Exercise instructions: Copy each line of the entries below that contains the string "recipient".

Material for the task:
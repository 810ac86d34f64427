use actix_web::{web, HttpResponse};
use log::info;
use serde::{Deserialize, Serialize};
use utoipa::ToSchema;

use crate::blockchain::{
    Account, Address, Block, Blockchain, SubmitOutcome, Transaction, Violation,
};

use super::schema::{ApiError, ErrorResponse};

/// Data structure for the blockchain state
///
/// Queries below take the ledger lock directly; they only clone or fold
/// the chain. Anything that seals or walks the whole chain goes through
/// `web::block`.
pub type BlockchainData = web::Data<Blockchain>;

/// Response for the chain endpoint
#[derive(Serialize, Deserialize, ToSchema)]
pub struct ChainResponse {
    /// The length of the chain
    pub length: usize,

    /// The blocks in the chain
    pub chain: Vec<Block>,

    /// Whether the chain is valid
    pub is_valid: bool,
}

/// A transfer as submitted by clients
#[derive(Serialize, Deserialize, ToSchema)]
pub struct TransactionRequest {
    /// The sender's address
    pub sender: String,

    /// The recipient's address
    pub recipient: String,

    /// The amount to transfer
    pub amount: f64,
}

impl From<TransactionRequest> for Transaction {
    fn from(request: TransactionRequest) -> Self {
        Transaction::new(request.sender, request.recipient, request.amount)
    }
}

/// Response for the transaction endpoint
#[derive(Serialize, Deserialize, ToSchema)]
pub struct TransactionResponse {
    /// The message
    pub message: String,

    /// Whether this submission sealed a block
    pub sealed: bool,

    /// Transactions still waiting in the buffer
    pub pending: usize,

    /// Index of the sealed block, if one was sealed
    pub block_index: Option<u64>,

    /// The length of the chain after the submission
    pub chain_length: usize,
}

/// Request for the mine endpoint
#[derive(Serialize, Deserialize, ToSchema)]
pub struct MineRequest {
    /// Transactions to seal into the new block
    #[serde(default)]
    pub transactions: Vec<TransactionRequest>,

    /// Optional payload covered by the block hash
    #[serde(default)]
    pub aux_data: Option<String>,
}

/// Response for the mine endpoint
#[derive(Serialize, Deserialize, ToSchema)]
pub struct MineResponse {
    /// The message
    pub message: String,

    /// The length of the chain including the new block
    pub length: usize,

    /// The newly mined block
    pub block: Block,
}

/// Response for the seal pending endpoint
#[derive(Serialize, Deserialize, ToSchema)]
pub struct SealResponse {
    /// The message
    pub message: String,

    /// The sealed block, absent when nothing was pending
    pub block: Option<Block>,
}

/// Response for the balance endpoint
#[derive(Serialize, Deserialize, ToSchema)]
pub struct BalanceResponse {
    pub address: String,
    pub balance: f64,
}

/// Response for the address history endpoint
#[derive(Serialize, Deserialize, ToSchema)]
pub struct HistoryResponse {
    pub address: String,

    /// Transactions in chain order
    pub transactions: Vec<Transaction>,
}

/// Response for the validate endpoint
#[derive(Serialize, ToSchema)]
pub struct ValidationResponse {
    /// Whether the chain is valid
    pub valid: bool,

    /// Index of the first offending block
    pub index: Option<u64>,

    /// Why that block failed
    pub reason: Option<Violation>,
}

/// Get the full blockchain
///
/// Returns the entire blockchain and its validity status
#[utoipa::path(
    get,
    path = "/api/v1/chain",
    responses(
        (status = 200, description = "Blockchain retrieved successfully", body = ChainResponse),
        (status = 500, description = "Internal server error", body = ErrorResponse)
    )
)]
pub async fn get_chain(blockchain: BlockchainData) -> Result<HttpResponse, ApiError> {
    // revalidation walks every block and waits on any seal in progress
    let (chain, is_valid) =
        web::block(move || (blockchain.get_chain(), blockchain.is_valid())).await?;

    let response = ChainResponse {
        length: chain.len(),
        chain,
        is_valid,
    };

    Ok(HttpResponse::Ok().json(response))
}

/// Get a block by index
#[utoipa::path(
    get,
    path = "/api/v1/blocks/{index}",
    responses(
        (status = 200, description = "Block retrieved successfully", body = Block),
        (status = 404, description = "No block at this index", body = ErrorResponse)
    )
)]
pub async fn get_block(
    blockchain: BlockchainData,
    index: web::Path<u64>,
) -> Result<HttpResponse, ApiError> {
    let block = blockchain.get_block(index.into_inner())?;
    Ok(HttpResponse::Ok().json(block))
}

/// Mine a new block
///
/// Seals the given transactions into exactly one new block. The pending
/// buffer is not touched.
#[utoipa::path(
    post,
    path = "/api/v1/mine",
    request_body = MineRequest,
    responses(
        (status = 200, description = "Block mined successfully", body = MineResponse),
        (status = 400, description = "Invalid transaction data", body = ErrorResponse),
        (status = 500, description = "Internal server error", body = ErrorResponse)
    )
)]
pub async fn mine_block(
    blockchain: BlockchainData,
    mine_req: web::Json<MineRequest>,
) -> Result<HttpResponse, ApiError> {
    let MineRequest {
        transactions,
        aux_data,
    } = mine_req.into_inner();
    let transactions: Vec<Transaction> = transactions.into_iter().map(Transaction::from).collect();

    // proof of work is CPU bound; keep it off the async workers
    let block = web::block(move || blockchain.seal_batch(transactions, aux_data)).await??;
    info!("Mined block {} via API", block.index);

    Ok(HttpResponse::Ok().json(MineResponse {
        message: "New Block Mined".to_string(),
        length: block.index as usize + 1,
        block,
    }))
}

/// Create a new transaction
///
/// Adds a new transaction to the pending transactions. Filling the buffer
/// seals a block before the response is sent.
#[utoipa::path(
    post,
    path = "/api/v1/transactions/new",
    request_body = TransactionRequest,
    responses(
        (status = 201, description = "Transaction accepted", body = TransactionResponse),
        (status = 400, description = "Invalid transaction data", body = ErrorResponse),
        (status = 500, description = "Internal server error", body = ErrorResponse)
    )
)]
pub async fn new_transaction(
    blockchain: BlockchainData,
    transaction_req: web::Json<TransactionRequest>,
) -> Result<HttpResponse, ApiError> {
    let transaction = Transaction::from(transaction_req.into_inner());

    let worker = blockchain.clone();
    let outcome = web::block(move || worker.submit(transaction)).await??;

    let response = match outcome {
        SubmitOutcome::Pending { pending } => TransactionResponse {
            message: "Transaction will be added to the next block".to_string(),
            sealed: false,
            pending,
            block_index: None,
            chain_length: blockchain.len(),
        },
        SubmitOutcome::Sealed {
            block_index,
            chain_length,
        } => TransactionResponse {
            message: format!("Transaction sealed in block {}", block_index),
            sealed: true,
            pending: 0,
            block_index: Some(block_index),
            chain_length,
        },
    };

    Ok(HttpResponse::Created().json(response))
}

/// Seal pending transactions
///
/// Seals everything in the pending buffer without waiting for the threshold
#[utoipa::path(
    post,
    path = "/api/v1/transactions/seal",
    responses(
        (status = 200, description = "Pending transactions sealed", body = SealResponse),
        (status = 500, description = "Internal server error", body = ErrorResponse)
    )
)]
pub async fn seal_pending(blockchain: BlockchainData) -> Result<HttpResponse, ApiError> {
    let block = web::block(move || blockchain.seal_pending()).await??;

    let message = match &block {
        Some(block) => format!("Sealed block {}", block.index),
        None => "No pending transactions".to_string(),
    };

    Ok(HttpResponse::Ok().json(SealResponse { message, block }))
}

/// Get all pending transactions
///
/// Returns all transactions waiting to be included in a block
#[utoipa::path(
    get,
    path = "/api/v1/transactions/pending",
    responses(
        (status = 200, description = "Pending transactions retrieved successfully", body = Vec<Transaction>)
    )
)]
pub async fn get_pending_transactions(blockchain: BlockchainData) -> HttpResponse {
    HttpResponse::Ok().json(blockchain.get_pending_transactions())
}

/// Get the transactions of an address
///
/// Returns every sealed transaction sent or received by the address
#[utoipa::path(
    get,
    path = "/api/v1/transactions/address/{address}",
    responses(
        (status = 200, description = "History retrieved successfully", body = HistoryResponse)
    )
)]
pub async fn get_address_history(
    blockchain: BlockchainData,
    address: web::Path<String>,
) -> HttpResponse {
    let address = Address(address.into_inner());
    let transactions = blockchain.get_transactions_by_address(&address);

    HttpResponse::Ok().json(HistoryResponse {
        address: address.0,
        transactions,
    })
}

/// Get an address balance
///
/// Returns the balance replayed from the chain
#[utoipa::path(
    get,
    path = "/api/v1/balance/{address}",
    responses(
        (status = 200, description = "Balance retrieved successfully", body = BalanceResponse)
    )
)]
pub async fn get_balance(blockchain: BlockchainData, address: web::Path<String>) -> HttpResponse {
    let address = Address(address.into_inner());
    let balance = blockchain.get_balance(&address);

    HttpResponse::Ok().json(BalanceResponse {
        address: address.0,
        balance,
    })
}

/// Get all accounts
///
/// Returns the replayed totals of every address in the chain
#[utoipa::path(
    get,
    path = "/api/v1/accounts",
    responses(
        (status = 200, description = "Accounts retrieved successfully", body = Vec<Account>)
    )
)]
pub async fn get_all_accounts(blockchain: BlockchainData) -> HttpResponse {
    HttpResponse::Ok().json(blockchain.get_accounts())
}

/// Check if the blockchain is valid
///
/// Validates the entire blockchain and reports the first violation
#[utoipa::path(
    get,
    path = "/api/v1/validate",
    responses(
        (status = 200, description = "Blockchain validation status", body = ValidationResponse)
    )
)]
pub async fn validate_chain(blockchain: BlockchainData) -> Result<HttpResponse, ApiError> {
    let result = web::block(move || blockchain.validate()).await?;

    let response = match result {
        Ok(()) => ValidationResponse {
            valid: true,
            index: None,
            reason: None,
        },
        Err(violation) => ValidationResponse {
            valid: false,
            index: Some(violation.index),
            reason: Some(violation.reason),
        },
    };

    Ok(HttpResponse::Ok().json(response))
}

Solved problem:
    /// The recipient's address
    pub recipient: String,
        Transaction::new(request.sender, request.recipient, request.amount)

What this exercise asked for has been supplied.